### ACTIVITY
Write out exactly the lines below that run from the one containing "tx.execute(CREATE_TABLE, [])?;" through the one containing "pub(crate) fn conn(&self)", both included, with no other lines.

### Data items
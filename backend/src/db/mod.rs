//! # Review Store
//!
//! Owns the single SQLite connection that backs the `thereviews` table. The
//! connection is opened once at startup and handed to every worker through
//! `web::Data`, so handlers never reach for a global.
//!
//! Opening the store runs `initialize`, which creates the table when missing and
//! inserts the sample review when the table is empty. `reset` drops and rebuilds
//! the table in one transaction and seeds it again.

mod error;
pub mod reviews;

pub use error::{Error, Result};

use log::info;
use rusqlite::{params, Connection};
use std::path::Path;
use std::sync::{Mutex, MutexGuard};

const CREATE_TABLE: &str = "CREATE TABLE IF NOT EXISTS thereviews (
    id INTEGER PRIMARY KEY AUTOINCREMENT,
    title VARCHAR(60) NOT NULL,
    text TEXT NOT NULL,
    rating INTEGER NOT NULL
)";

/// The review inserted whenever the table is found empty.
pub const SEED_TITLE: &str = "Mr. Pumpkin Man";
pub const SEED_TEXT: &str = "This is a pretty bad movie";
pub const SEED_RATING: i64 = 4;

/// Database handle
pub struct Database {
    conn: Mutex<Connection>,
}

impl Database {
    /// Open or create the store at `path`. `:memory:` opens an in-memory store.
    pub fn open_at(path: &Path) -> Result<Self> {
        let conn = Connection::open(path)?;
        info!("Database connection established at: {}", path.display());
        Self::with_connection(conn)
    }

    /// Create an in-memory store, used by tests
    pub fn in_memory() -> Result<Self> {
        Self::with_connection(Connection::open_in_memory()?)
    }

    fn with_connection(conn: Connection) -> Result<Self> {
        let db = Self {
            conn: Mutex::new(conn),
        };
        db.initialize()?;
        Ok(db)
    }

    /// Ensure the table exists and holds at least the seed review.
    pub fn initialize(&self) -> Result<()> {
        self.conn()?.execute(CREATE_TABLE, [])?;
        self.seed_if_empty()?;
        Ok(())
    }

    /// Insert the sample review when the table has no rows.
    ///
    /// Returns `true` when the seed row was written.
    pub fn seed_if_empty(&self) -> Result<bool> {
        let conn = self.conn()?;
        let seeded = seed_if_empty(&conn)?;
        if seeded {
            info!("Database initialized with sample data!");
        }
        Ok(seeded)
    }

    /// Drop the table, recreate it and seed it again.
    pub fn reset(&self) -> Result<()> {
        let mut conn = self.conn()?;
        let tx = conn.transaction()?;
        tx.execute("DROP TABLE IF EXISTS thereviews", [])?;
        tx.execute(CREATE_TABLE, [])?;
        seed_if_empty(&tx)?;
        tx.commit()?;
        info!("Database reset: success!");
        Ok(())
    }

    /// Lock the connection for a single statement or transaction.
    pub(crate) fn conn(&self) -> Result<MutexGuard<'_, Connection>> {
        self.conn.lock().map_err(|_| Error::LockPoisoned)
    }
}

fn seed_if_empty(conn: &Connection) -> Result<bool> {
    let count: i64 = conn.query_row("SELECT COUNT(*) FROM thereviews", [], |row| row.get(0))?;
    if count > 0 {
        return Ok(false);
    }
    conn.execute(
        "INSERT INTO thereviews (title, text, rating) VALUES (?1, ?2, ?3)",
        params![SEED_TITLE, SEED_TEXT, SEED_RATING],
    )?;
    Ok(true)
}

### EXERCISE RESPONSE
        tx.execute(CREATE_TABLE, [])?;
        seed_if_empty(&tx)?;
        tx.commit()?;
        info!("Database reset: success!");
        Ok(())
    }

    /// Lock the connection for a single statement or transaction.
    pub(crate) fn conn(&self) -> Result<MutexGuard<'_, Connection>> {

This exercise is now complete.